(Saved entries)
- - -
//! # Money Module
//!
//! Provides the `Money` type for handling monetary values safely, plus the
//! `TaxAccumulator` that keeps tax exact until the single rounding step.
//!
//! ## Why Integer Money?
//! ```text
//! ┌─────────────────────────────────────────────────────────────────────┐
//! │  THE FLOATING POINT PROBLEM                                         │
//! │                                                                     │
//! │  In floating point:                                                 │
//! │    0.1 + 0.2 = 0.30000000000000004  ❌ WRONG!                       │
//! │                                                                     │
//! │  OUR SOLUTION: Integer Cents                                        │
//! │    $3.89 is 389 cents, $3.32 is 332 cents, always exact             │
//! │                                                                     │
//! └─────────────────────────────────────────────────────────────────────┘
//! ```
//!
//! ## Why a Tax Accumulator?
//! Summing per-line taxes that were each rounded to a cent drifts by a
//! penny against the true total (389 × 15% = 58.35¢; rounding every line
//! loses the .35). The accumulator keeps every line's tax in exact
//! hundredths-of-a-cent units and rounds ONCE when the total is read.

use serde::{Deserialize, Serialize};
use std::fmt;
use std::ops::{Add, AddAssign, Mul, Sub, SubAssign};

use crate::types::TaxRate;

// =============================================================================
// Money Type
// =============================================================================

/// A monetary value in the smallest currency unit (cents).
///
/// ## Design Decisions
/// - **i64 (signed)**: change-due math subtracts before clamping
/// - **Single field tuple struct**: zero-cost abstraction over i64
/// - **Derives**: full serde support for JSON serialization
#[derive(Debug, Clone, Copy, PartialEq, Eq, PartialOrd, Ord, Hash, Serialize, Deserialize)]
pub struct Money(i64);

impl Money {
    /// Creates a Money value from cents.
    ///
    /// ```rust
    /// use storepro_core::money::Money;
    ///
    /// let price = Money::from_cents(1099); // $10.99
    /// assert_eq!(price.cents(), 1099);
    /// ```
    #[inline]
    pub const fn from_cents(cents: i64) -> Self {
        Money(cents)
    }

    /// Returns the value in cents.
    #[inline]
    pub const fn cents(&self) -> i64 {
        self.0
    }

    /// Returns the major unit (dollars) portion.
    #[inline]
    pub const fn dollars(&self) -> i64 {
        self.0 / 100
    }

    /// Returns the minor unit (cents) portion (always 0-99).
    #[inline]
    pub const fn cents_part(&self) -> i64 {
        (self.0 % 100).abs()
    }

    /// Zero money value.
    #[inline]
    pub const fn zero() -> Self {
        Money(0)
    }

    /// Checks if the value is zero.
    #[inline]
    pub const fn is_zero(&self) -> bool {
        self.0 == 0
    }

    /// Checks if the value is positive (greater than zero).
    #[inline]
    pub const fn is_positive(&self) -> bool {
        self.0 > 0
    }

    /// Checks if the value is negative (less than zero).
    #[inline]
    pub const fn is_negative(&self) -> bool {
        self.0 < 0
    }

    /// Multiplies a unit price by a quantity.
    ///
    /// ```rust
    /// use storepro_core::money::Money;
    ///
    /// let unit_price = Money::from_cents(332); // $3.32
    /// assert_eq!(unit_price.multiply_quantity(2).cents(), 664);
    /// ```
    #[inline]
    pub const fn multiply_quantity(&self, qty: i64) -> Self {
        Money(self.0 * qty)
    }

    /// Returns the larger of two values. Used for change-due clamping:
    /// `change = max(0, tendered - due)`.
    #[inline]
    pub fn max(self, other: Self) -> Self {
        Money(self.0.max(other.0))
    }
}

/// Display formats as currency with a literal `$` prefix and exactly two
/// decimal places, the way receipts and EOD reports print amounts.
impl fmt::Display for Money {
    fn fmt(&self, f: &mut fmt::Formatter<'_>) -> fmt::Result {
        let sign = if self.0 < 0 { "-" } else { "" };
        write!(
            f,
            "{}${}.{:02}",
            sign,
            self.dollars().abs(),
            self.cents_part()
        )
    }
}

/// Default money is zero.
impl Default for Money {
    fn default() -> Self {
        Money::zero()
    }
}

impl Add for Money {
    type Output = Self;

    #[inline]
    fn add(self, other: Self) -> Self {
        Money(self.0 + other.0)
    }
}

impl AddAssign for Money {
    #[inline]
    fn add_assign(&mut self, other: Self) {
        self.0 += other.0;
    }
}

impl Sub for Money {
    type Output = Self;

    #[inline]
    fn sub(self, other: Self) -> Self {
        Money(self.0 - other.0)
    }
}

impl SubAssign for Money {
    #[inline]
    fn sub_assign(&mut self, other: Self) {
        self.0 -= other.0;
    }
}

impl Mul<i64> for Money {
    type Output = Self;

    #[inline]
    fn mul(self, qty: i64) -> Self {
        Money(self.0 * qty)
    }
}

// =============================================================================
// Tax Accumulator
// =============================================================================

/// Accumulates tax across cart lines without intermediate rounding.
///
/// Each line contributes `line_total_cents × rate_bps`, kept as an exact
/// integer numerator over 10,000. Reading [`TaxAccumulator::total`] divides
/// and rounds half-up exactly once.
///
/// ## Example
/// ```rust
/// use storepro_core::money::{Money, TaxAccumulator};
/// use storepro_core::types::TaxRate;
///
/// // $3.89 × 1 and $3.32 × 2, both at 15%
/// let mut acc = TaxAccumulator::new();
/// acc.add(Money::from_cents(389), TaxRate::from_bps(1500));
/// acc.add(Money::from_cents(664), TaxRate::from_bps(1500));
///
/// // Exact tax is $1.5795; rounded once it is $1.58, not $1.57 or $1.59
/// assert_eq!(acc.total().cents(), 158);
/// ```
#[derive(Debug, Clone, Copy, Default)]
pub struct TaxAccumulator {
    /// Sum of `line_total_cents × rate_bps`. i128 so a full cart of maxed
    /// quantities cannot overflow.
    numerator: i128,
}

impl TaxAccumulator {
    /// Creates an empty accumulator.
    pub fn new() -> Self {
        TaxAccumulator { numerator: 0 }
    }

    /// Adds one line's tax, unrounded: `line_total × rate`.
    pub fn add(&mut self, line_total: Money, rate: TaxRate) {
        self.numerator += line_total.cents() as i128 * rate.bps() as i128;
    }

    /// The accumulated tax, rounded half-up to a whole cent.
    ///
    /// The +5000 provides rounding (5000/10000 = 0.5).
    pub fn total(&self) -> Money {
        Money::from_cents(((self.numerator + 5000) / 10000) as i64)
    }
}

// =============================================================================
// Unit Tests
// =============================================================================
- - -
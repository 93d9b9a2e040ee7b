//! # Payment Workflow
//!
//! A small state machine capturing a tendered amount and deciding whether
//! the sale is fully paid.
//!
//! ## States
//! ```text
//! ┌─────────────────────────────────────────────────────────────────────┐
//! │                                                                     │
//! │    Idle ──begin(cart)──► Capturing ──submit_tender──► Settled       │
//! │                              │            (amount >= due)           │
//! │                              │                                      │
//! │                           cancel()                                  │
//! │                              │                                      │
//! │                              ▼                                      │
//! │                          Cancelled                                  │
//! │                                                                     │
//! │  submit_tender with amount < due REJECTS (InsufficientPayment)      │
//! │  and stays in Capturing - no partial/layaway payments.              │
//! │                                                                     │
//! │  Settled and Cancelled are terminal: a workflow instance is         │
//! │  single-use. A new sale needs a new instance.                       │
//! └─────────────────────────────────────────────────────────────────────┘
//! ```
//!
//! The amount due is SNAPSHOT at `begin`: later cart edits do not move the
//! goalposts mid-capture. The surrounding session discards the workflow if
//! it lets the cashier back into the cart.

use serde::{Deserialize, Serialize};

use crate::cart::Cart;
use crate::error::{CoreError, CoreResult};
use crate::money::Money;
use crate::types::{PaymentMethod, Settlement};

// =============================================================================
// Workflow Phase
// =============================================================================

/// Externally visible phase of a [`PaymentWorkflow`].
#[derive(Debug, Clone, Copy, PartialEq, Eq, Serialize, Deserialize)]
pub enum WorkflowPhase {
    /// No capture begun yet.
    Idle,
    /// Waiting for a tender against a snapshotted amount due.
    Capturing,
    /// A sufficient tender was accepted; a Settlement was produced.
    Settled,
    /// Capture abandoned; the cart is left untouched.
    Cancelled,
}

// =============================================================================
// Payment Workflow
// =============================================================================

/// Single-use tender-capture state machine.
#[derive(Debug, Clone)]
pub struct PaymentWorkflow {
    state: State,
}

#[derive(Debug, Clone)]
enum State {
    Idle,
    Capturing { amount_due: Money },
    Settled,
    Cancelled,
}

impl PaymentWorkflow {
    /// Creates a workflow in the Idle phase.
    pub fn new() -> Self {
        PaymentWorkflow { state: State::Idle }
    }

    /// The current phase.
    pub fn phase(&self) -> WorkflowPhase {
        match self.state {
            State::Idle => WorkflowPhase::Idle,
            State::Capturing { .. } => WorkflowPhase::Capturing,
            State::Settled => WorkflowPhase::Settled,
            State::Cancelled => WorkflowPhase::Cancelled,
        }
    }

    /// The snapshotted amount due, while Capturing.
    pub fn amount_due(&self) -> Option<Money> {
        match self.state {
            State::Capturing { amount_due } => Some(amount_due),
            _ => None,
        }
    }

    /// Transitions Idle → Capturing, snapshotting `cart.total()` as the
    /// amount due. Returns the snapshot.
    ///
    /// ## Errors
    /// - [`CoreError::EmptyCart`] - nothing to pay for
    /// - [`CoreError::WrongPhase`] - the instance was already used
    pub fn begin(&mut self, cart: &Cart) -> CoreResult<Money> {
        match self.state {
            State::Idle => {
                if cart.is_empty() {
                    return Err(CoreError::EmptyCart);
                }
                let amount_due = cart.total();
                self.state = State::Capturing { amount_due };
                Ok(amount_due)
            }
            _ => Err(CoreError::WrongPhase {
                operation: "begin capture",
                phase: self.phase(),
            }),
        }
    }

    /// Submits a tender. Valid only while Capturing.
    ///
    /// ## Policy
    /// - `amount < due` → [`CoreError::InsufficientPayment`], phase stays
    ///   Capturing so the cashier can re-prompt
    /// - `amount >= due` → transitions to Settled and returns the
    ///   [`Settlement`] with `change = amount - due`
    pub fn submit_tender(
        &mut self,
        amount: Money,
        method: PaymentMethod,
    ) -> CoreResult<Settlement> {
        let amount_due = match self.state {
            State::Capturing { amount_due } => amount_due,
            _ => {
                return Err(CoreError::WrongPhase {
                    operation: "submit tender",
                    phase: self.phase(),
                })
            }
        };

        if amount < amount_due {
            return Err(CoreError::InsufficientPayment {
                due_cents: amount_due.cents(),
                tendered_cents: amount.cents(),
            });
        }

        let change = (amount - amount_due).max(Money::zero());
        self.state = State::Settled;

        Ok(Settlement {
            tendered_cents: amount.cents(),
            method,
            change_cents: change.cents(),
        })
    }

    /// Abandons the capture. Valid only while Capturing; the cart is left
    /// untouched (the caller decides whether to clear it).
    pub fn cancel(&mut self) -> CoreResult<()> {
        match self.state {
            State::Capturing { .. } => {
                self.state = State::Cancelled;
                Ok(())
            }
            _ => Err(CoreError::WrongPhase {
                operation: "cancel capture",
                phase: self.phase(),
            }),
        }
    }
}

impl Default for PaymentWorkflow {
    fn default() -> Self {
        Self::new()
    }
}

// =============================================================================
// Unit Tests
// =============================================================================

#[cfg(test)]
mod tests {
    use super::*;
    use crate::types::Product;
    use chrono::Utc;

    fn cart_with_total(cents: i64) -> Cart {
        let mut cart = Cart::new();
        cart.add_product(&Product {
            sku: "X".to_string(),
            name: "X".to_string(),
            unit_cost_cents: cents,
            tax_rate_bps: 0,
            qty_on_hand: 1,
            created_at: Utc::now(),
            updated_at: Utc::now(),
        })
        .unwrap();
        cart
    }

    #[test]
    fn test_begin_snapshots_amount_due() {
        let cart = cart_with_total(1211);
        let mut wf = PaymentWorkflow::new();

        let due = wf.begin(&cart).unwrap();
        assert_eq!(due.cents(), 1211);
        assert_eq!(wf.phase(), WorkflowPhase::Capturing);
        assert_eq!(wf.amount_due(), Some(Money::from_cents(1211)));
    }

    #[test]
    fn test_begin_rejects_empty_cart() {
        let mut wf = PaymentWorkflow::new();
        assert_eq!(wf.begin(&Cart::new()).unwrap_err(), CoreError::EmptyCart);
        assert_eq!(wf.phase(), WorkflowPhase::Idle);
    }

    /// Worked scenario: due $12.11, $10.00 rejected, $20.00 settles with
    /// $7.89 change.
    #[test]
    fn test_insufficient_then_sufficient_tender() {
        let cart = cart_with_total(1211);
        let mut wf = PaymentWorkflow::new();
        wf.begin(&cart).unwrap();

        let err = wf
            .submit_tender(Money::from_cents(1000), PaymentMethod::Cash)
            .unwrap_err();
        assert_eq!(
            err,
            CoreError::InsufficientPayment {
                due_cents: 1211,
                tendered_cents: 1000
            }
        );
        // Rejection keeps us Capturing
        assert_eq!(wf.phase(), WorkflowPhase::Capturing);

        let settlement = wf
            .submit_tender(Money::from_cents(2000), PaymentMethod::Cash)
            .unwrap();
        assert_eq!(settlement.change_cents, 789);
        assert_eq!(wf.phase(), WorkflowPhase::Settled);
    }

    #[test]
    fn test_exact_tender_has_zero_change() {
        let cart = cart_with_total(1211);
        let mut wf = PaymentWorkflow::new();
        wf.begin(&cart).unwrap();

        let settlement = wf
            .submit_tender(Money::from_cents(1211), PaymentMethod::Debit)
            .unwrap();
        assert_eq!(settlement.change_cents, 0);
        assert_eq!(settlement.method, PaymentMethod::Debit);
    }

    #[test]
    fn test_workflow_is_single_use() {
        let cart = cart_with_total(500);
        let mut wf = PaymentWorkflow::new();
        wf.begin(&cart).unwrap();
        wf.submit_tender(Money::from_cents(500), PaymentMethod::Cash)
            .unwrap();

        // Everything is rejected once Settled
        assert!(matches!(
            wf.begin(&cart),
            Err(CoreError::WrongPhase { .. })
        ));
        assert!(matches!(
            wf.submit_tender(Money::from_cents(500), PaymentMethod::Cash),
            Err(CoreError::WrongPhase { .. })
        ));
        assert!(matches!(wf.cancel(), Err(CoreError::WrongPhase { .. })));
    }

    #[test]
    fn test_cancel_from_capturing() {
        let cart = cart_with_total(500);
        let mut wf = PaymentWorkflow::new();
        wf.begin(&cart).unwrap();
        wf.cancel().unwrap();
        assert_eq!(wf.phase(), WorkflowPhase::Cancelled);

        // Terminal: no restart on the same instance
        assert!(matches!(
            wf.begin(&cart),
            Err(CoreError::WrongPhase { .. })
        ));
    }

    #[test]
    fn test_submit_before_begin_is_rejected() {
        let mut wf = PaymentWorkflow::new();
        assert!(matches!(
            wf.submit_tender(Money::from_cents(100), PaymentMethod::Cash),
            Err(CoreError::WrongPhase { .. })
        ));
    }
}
- - -
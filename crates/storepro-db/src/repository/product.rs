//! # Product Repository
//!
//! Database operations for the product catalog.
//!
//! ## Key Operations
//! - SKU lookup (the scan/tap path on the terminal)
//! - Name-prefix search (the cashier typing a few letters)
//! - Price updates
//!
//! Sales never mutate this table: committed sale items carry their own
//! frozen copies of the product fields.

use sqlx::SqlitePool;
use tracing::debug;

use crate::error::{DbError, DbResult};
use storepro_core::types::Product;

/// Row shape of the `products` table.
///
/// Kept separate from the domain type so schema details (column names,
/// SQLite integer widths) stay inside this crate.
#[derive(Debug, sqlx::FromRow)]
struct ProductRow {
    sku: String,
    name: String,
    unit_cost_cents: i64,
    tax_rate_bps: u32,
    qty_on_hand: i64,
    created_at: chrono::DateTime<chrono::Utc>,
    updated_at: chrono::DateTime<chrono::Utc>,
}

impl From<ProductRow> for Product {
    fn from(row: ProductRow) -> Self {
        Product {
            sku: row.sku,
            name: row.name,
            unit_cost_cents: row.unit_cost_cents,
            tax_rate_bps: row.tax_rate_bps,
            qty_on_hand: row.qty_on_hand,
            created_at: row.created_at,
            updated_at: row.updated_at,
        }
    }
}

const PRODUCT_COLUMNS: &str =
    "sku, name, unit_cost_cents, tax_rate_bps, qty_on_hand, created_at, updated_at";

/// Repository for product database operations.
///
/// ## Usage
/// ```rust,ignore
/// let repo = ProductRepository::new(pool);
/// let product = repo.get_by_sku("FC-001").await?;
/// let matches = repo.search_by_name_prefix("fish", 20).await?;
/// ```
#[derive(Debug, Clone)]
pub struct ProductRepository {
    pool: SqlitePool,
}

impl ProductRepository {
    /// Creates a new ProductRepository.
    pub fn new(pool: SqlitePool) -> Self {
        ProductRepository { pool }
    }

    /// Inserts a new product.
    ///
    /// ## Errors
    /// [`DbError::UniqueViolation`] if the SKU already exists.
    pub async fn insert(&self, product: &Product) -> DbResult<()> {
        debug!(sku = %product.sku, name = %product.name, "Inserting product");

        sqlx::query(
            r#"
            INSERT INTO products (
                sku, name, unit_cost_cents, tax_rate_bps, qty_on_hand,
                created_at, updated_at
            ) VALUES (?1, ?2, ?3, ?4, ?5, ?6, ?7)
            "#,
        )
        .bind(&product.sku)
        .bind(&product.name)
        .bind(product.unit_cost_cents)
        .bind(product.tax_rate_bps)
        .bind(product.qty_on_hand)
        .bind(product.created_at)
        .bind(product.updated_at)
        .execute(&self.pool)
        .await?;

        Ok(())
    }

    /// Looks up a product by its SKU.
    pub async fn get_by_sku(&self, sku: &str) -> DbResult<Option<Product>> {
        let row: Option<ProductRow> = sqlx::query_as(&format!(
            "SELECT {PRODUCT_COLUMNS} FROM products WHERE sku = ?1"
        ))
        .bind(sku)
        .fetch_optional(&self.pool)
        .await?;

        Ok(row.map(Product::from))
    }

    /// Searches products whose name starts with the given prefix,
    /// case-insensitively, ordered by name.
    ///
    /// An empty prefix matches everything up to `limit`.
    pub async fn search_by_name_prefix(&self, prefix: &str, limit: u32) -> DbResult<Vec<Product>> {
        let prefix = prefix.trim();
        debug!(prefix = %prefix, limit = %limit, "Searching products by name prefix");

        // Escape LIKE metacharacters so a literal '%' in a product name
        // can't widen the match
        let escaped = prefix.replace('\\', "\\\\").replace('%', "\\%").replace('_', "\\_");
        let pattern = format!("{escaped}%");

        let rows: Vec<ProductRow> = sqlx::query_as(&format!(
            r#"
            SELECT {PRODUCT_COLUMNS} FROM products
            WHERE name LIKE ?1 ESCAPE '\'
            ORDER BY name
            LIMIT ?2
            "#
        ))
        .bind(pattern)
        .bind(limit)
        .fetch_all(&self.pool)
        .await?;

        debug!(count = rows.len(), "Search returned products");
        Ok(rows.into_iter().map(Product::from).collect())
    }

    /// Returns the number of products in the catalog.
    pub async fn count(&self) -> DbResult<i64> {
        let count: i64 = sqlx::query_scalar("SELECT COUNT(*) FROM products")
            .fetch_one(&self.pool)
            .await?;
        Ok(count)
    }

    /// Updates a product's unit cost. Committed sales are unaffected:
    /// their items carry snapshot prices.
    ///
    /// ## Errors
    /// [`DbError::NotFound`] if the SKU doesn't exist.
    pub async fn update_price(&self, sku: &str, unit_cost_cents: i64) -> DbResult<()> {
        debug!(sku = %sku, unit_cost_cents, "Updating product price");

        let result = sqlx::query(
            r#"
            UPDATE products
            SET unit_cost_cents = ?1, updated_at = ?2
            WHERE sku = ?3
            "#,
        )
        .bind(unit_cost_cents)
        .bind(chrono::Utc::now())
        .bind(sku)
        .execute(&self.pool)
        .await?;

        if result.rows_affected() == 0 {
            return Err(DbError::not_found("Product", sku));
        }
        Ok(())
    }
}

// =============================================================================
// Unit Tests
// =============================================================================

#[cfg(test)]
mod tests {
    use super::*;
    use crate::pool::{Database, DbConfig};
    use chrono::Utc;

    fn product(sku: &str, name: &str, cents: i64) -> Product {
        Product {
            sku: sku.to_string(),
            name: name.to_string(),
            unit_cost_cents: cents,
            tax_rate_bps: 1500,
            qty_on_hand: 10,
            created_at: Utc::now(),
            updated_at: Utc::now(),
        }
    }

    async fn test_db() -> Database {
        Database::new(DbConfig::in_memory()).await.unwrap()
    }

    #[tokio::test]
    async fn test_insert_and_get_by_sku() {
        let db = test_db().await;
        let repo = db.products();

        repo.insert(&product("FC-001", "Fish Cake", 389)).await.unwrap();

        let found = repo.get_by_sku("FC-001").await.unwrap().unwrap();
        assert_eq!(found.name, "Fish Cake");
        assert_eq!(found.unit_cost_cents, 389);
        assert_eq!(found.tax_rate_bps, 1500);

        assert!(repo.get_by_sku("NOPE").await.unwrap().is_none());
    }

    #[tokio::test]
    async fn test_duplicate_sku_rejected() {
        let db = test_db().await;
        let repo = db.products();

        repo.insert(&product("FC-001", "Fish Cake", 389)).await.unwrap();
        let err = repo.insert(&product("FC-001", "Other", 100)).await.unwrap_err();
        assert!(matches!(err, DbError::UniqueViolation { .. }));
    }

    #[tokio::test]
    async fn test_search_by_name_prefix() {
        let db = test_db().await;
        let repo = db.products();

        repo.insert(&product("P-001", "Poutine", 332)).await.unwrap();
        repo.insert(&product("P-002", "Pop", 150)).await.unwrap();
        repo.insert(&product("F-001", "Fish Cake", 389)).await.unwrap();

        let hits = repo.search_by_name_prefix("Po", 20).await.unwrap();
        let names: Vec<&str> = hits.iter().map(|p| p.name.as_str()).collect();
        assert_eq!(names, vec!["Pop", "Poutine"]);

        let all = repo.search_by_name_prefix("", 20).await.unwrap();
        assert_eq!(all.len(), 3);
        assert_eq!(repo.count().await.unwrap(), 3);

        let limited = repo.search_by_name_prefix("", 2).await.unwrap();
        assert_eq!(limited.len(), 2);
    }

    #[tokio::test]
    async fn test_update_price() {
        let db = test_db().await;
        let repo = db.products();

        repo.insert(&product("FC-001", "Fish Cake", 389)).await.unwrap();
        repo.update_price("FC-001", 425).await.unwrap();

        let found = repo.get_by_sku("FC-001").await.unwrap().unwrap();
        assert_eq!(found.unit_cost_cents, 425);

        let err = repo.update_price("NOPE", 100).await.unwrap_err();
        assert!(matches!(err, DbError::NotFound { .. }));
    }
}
- - -
* _Brief_: Looking at the records above, work out how many lines include the word "NOPE", then give that number by itself.

* _Solution to this task_: 2